The inhabitants of La Paz, Bolivia’s political center, walk hurriedly and almost oblivious to the women of different ages silently opening heavy lids of municipal garbage dumpsters that are taller than the women themselves.

They use a homemade tool, a kind of hook with a long wooden handle, to dig through the unsorted waste, trying to avoid getting cut by broken glass, and in search of plastic containers, paper, cardboard, or aluminum cans.

People walk by on the avenues and squares without looking at them, and sometimes actively avoiding them. The recyclers feel this indifference and even rejection, but they overcome it with the courage gained over years and generations, convincing themselves that they have a dignified vocation.

“People call us dirty pigs (cochinas), they humiliate us, and we can never respond,” says Rosario Ramos, a 16-year-old who accompanies her mother, Valeriana Chacolla, 58, sorting through the trash for recyclable waste.

A study by the United Nations Joint Program on self-employed women workers in the country describes them generally as being “of indigenous origin, adults with primary school education. Seventy percent of them are also involved in activities related to commerce, while 16 percent work in the manufacturing industry.”

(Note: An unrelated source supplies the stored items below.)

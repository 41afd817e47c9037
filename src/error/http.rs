use thiserror::Error;

#[derive(Debug, Error)]
pub enum HttpError {
    #[error("Failed to build HTTP client: {source}")]
    BuildClientFailed {
        #[source]
        source: reqwest::Error,
    },
    #[error("Failed to join URL '{base}' with '{path}': {source}")]
    JoinUrlFailed {
        base: String,
        path: String,
        #[source]
        source: url::ParseError,
    },
    #[error("Failed to build request: {source}")]
    BuildRequestFailed {
        #[source]
        source: reqwest::Error,
    },
    #[error("Request to {endpoint} failed: {source}")]
    Request {
        endpoint: String,
        #[source]
        source: reqwest::Error,
    },
}

impl HttpError {
    /// True when a request gave up because its timeout elapsed.
    #[must_use]
    pub fn is_timeout(&self) -> bool {
        match self {
            HttpError::Request { source, .. } => source.is_timeout(),
            HttpError::BuildClientFailed { .. }
            | HttpError::JoinUrlFailed { .. }
            | HttpError::BuildRequestFailed { .. } => false,
        }
    }
}
use thiserror::Error;

#[derive(Debug, Error)]
pub enum ValidationError {
    #[error("Duration must not be empty.")]
    DurationEmpty,
    #[error("Invalid duration '{value}'.")]
    InvalidDurationFormat { value: String },
    #[error("Invalid duration '{value}': {source}")]
    InvalidDurationNumber {
        value: String,
        #[source]
        source: std::num::ParseIntError,
    },
    #[error("Duration overflow.")]
    DurationOverflow,
    #[error("Invalid duration unit '{unit}'.")]
    InvalidDurationUnit { unit: String },
    #[error("Duration must be > 0.")]
    DurationZero,
    #[error("Value must be >= 1.")]
    InvalidZero,
    #[error("Invalid number '{value}': {source}")]
    InvalidNumber {
        value: String,
        #[source]
        source: std::num::ParseIntError,
    },
    #[error("Invalid base URL '{value}': {source}")]
    InvalidBaseUrl {
        value: String,
        #[source]
        source: url::ParseError,
    },
    #[error("Base URL '{value}' must use http or https.")]
    UnsupportedScheme { value: String },
}
use std::time::Duration;

use reqwest::Url;

use super::types::PositiveUsize;
use crate::error::ValidationError;

/// Parses `500ms`, `2s`, `1m` or `1h`; a bare number means seconds.
pub(crate) fn parse_duration_arg(s: &str) -> Result<Duration, ValidationError> {
    let value = s.trim();
    if value.is_empty() {
        return Err(ValidationError::DurationEmpty);
    }

    let mut digits_len = 0usize;
    for ch in value.chars() {
        if ch.is_ascii_digit() {
            digits_len = digits_len.saturating_add(1);
        } else {
            break;
        }
    }
    if digits_len == 0 {
        return Err(ValidationError::InvalidDurationFormat {
            value: value.to_owned(),
        });
    }
    let (num_part, unit_part) = value.split_at(digits_len);
    let number: u64 = num_part
        .parse()
        .map_err(|err| ValidationError::InvalidDurationNumber {
            value: value.to_owned(),
            source: err,
        })?;

    let unit = if unit_part.is_empty() { "s" } else { unit_part };
    let duration = match unit {
        "ms" => Duration::from_millis(number),
        "s" => Duration::from_secs(number),
        "m" => {
            let secs = number
                .checked_mul(60)
                .ok_or(ValidationError::DurationOverflow)?;
            Duration::from_secs(secs)
        }
        "h" => {
            let secs = number
                .checked_mul(60)
                .and_then(|seconds| seconds.checked_mul(60))
                .ok_or(ValidationError::DurationOverflow)?;
            Duration::from_secs(secs)
        }
        _ => {
            return Err(ValidationError::InvalidDurationUnit {
                unit: unit.to_owned(),
            });
        }
    };

    if duration.is_zero() {
        return Err(ValidationError::DurationZero);
    }

    Ok(duration)
}

pub(super) fn parse_positive_usize(s: &str) -> Result<PositiveUsize, ValidationError> {
    s.parse::<PositiveUsize>()
}

/// Accepts absolute http(s) URLs; a trailing slash is added so relative
/// endpoint paths join below any path prefix instead of replacing it.
pub(crate) fn parse_base_url(s: &str) -> Result<Url, ValidationError> {
    let trimmed = s.trim();
    let mut url = Url::parse(trimmed).map_err(|err| ValidationError::InvalidBaseUrl {
        value: trimmed.to_owned(),
        source: err,
    })?;
    if !matches!(url.scheme(), "http" | "https") {
        return Err(ValidationError::UnsupportedScheme {
            value: trimmed.to_owned(),
        });
    }
    if !url.path().ends_with('/') {
        let path = format!("{}/", url.path());
        url.set_path(&path);
    }
    Ok(url)
}
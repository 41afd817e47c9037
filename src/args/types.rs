use std::num::NonZeroUsize;

use crate::error::ValidationError;

#[derive(Debug, Clone, Copy, PartialEq, Eq)]
pub struct PositiveUsize(NonZeroUsize);

impl PositiveUsize {
    #[must_use]
    pub const fn new(value: NonZeroUsize) -> Self {
        Self(value)
    }

    #[must_use]
    pub const fn get(self) -> usize {
        self.0.get()
    }
}

impl TryFrom<usize> for PositiveUsize {
    type Error = ValidationError;

    fn try_from(value: usize) -> Result<Self, Self::Error> {
        NonZeroUsize::new(value)
            .map(PositiveUsize)
            .ok_or(ValidationError::InvalidZero)
    }
}

impl std::str::FromStr for PositiveUsize {
    type Err = ValidationError;

    fn from_str(s: &str) -> Result<Self, Self::Err> {
        let value: usize = s
            .trim()
            .parse()
            .map_err(|err| ValidationError::InvalidNumber {
                value: s.to_owned(),
                source: err,
            })?;
        PositiveUsize::try_from(value)
    }
}
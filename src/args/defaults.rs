use std::num::NonZeroUsize;
use std::time::Duration;

use super::types::PositiveUsize;

pub(crate) const DEFAULT_USER_AGENT: &str = concat!("contact-smoke/", env!("CARGO_PKG_VERSION"));

pub const DEFAULT_BASE_URL: &str = "https://thinking-tester-contact-list.herokuapp.com";

pub const DEFAULT_EMAIL: &str = "phytontest@test.com";
pub const DEFAULT_PASSWORD: &str = "Testpass";
pub const DEFAULT_WRONG_EMAIL: &str = "wrongemail@test.com";
pub const DEFAULT_WRONG_PASSWORD: &str = "WrongPass";

/// Substring `gettest` looks for in the contact list.
pub const DEFAULT_CONTACT_NAME: &str = "George";

pub const DEFAULT_CONCURRENT_REQUESTS: PositiveUsize =
    // SAFETY: 10 is non-zero; a zero literal here is rejected during const evaluation.
    PositiveUsize::new(unsafe { NonZeroUsize::new_unchecked(10) });
pub const DEFAULT_REQUEST_TIMEOUT: Duration = Duration::from_secs(30);
pub const DEFAULT_NETWORK_TIMEOUT: Duration = Duration::from_secs(1);
use super::*;
use crate::args::parsers::parse_positive_usize;
use crate::error::ValidationError;
use clap::Parser;
use std::time::Duration;

fn parse(args: &[&str]) -> Result<SmokeArgs, String> {
    let argv = std::iter::once("contact-smoke").chain(args.iter().copied());
    SmokeArgs::try_parse_from(argv).map_err(|err| format!("parse failed: {}", err))
}

#[test]
fn no_arguments_leaves_test_unset() -> Result<(), String> {
    let args = parse(&[])?;
    if args.test.is_some() {
        return Err("Expected no test".to_owned());
    }
    if args.strict || args.quiet || args.require_login || args.list {
        return Err("Expected flags to default to false".to_owned());
    }
    Ok(())
}

#[test]
fn unknown_test_name_is_accepted_by_clap() -> Result<(), String> {
    let args = parse(&["NoSuchTest"])?;
    if args.test.as_deref() != Some("NoSuchTest") {
        return Err(format!("Unexpected test: {:?}", args.test));
    }
    Ok(())
}

#[test]
fn parses_flags() -> Result<(), String> {
    let args = parse(&[
        "gettest",
        "--base-url",
        "http://127.0.0.1:9000/api",
        "--timeout",
        "5s",
        "--network-timeout",
        "250ms",
        "--concurrent-requests",
        "3",
        "--strict",
        "--require-login",
    ])?;
    let base = args.base_url.ok_or("Expected base url")?;
    if base.as_str() != "http://127.0.0.1:9000/api/" {
        return Err(format!("Unexpected base url: {}", base));
    }
    if args.request_timeout != Some(Duration::from_secs(5)) {
        return Err("Unexpected timeout".to_owned());
    }
    if args.network_timeout != Some(Duration::from_millis(250)) {
        return Err("Unexpected network timeout".to_owned());
    }
    if args.concurrent_requests.map(PositiveUsize::get) != Some(3) {
        return Err("Unexpected concurrency".to_owned());
    }
    if !args.strict || !args.require_login {
        return Err("Expected strict and require-login".to_owned());
    }
    Ok(())
}

#[test]
fn rejects_zero_concurrency_and_bad_durations() -> Result<(), String> {
    for bad in [
        vec!["--concurrent-requests", "0"],
        vec!["--timeout", "0s"],
        vec!["--network-timeout", "soon"],
        vec!["--base-url", "ftp://example.com"],
    ] {
        if parse(&bad).is_ok() {
            return Err(format!("Expected {:?} to be rejected", bad));
        }
    }
    Ok(())
}

#[test]
fn duration_units() -> Result<(), String> {
    let cases = [
        ("1500ms", Duration::from_millis(1500)),
        ("2", Duration::from_secs(2)),
        ("2s", Duration::from_secs(2)),
        ("3m", Duration::from_secs(180)),
        ("1h", Duration::from_secs(3600)),
    ];
    for (input, expected) in cases {
        let parsed = parse_duration_arg(input).map_err(|err| err.to_string())?;
        if parsed != expected {
            return Err(format!("{} parsed as {:?}", input, parsed));
        }
    }
    Ok(())
}

#[test]
fn duration_errors_are_typed() -> Result<(), String> {
    if !matches!(parse_duration_arg(""), Err(ValidationError::DurationEmpty)) {
        return Err("Expected DurationEmpty".to_owned());
    }
    if !matches!(
        parse_duration_arg("5d"),
        Err(ValidationError::InvalidDurationUnit { .. })
    ) {
        return Err("Expected InvalidDurationUnit".to_owned());
    }
    if !matches!(
        parse_duration_arg(&format!("{}h", u64::MAX)),
        Err(ValidationError::DurationOverflow)
    ) {
        return Err("Expected DurationOverflow".to_owned());
    }
    Ok(())
}

#[test]
fn positive_usize_rejects_zero() -> Result<(), String> {
    if !matches!(parse_positive_usize("0"), Err(ValidationError::InvalidZero)) {
        return Err("Expected InvalidZero".to_owned());
    }
    let value = parse_positive_usize(" 12 ").map_err(|err| err.to_string())?;
    if value.get() != 12 {
        return Err("Unexpected value".to_owned());
    }
    Ok(())
}

#[test]
fn base_url_keeps_path_prefix() -> Result<(), String> {
    let url = parse_base_url("https://example.com/v1").map_err(|err| err.to_string())?;
    let joined = url
        .join("contacts")
        .map_err(|err| format!("join failed: {}", err))?;
    if joined.as_str() != "https://example.com/v1/contacts" {
        return Err(format!("Unexpected join: {}", joined));
    }
    Ok(())
}

#[test]
fn default_concurrency_is_ten() -> Result<(), String> {
    if DEFAULT_CONCURRENT_REQUESTS.get() != 10 {
        return Err(format!(
            "Unexpected default concurrency: {}",
            DEFAULT_CONCURRENT_REQUESTS.get()
        ));
    }
    Ok(())
}
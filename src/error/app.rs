use thiserror::Error;

use super::{ConfigError, HttpError, ValidationError};

#[derive(Debug, Error)]
pub enum AppError {
    #[error("I/O error: {source}")]
    Io {
        #[from]
        source: std::io::Error,
    },
    #[error("CLI error: {source}")]
    Clap {
        #[from]
        source: clap::Error,
    },
    #[error("Validation error: {0}")]
    Validation(#[from] ValidationError),
    #[error("Configuration error: {0}")]
    Config(#[from] ConfigError),
    #[error("HTTP error: {0}")]
    Http(#[from] HttpError),
}

pub type AppResult<T> = Result<T, AppError>;

impl AppError {
    /// Console wording for a failure; transport errors drop the category prefix.
    #[must_use]
    pub fn describe(&self) -> String {
        match self {
            Self::Http(inner) => inner.to_string(),
            Self::Io { .. } | Self::Clap { .. } | Self::Validation(_) | Self::Config(_) => {
                self.to_string()
            }
        }
    }

    pub fn validation<E>(error: E) -> Self
    where
        E: Into<ValidationError>,
    {
        error.into().into()
    }

    pub fn config<E>(error: E) -> Self
    where
        E: Into<ConfigError>,
    {
        error.into().into()
    }

    pub fn http<E>(error: E) -> Self
    where
        E: Into<HttpError>,
    {
        error.into().into()
    }
}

Of a population of 12.2 million projected by the National Institute of Statisticsfor the year 2022, 5.9 million are women. La Paz is home to 1.53 million people.

Of the total population of this Andean country, 41 percent defined themselves as indigenous in the last census, while according to the latest official data available, 26 percent of urban dwellers live in moderate poverty and 7.2 percent in extreme poverty, including most of the informal recyclers.

On this southern hemisphere wintertime, July night in La Paz, the group of women are virtually invisible as they gather around the dumpsters located in a corner of the Plaza Avaroa, in the area of Sopocachi, where residential and public office buildings are interspersed with banks, supermarkets, and other businesses.

It’s a good place for picking through the waste in the dumpsters, and the women find paper, newspapers, plastic, and aluminum containers. Although the volume of waste is large, each one of the garbage pickers manages to collect no more than one or two kg on one of the days that IPS accompanied different groups of the women in their work.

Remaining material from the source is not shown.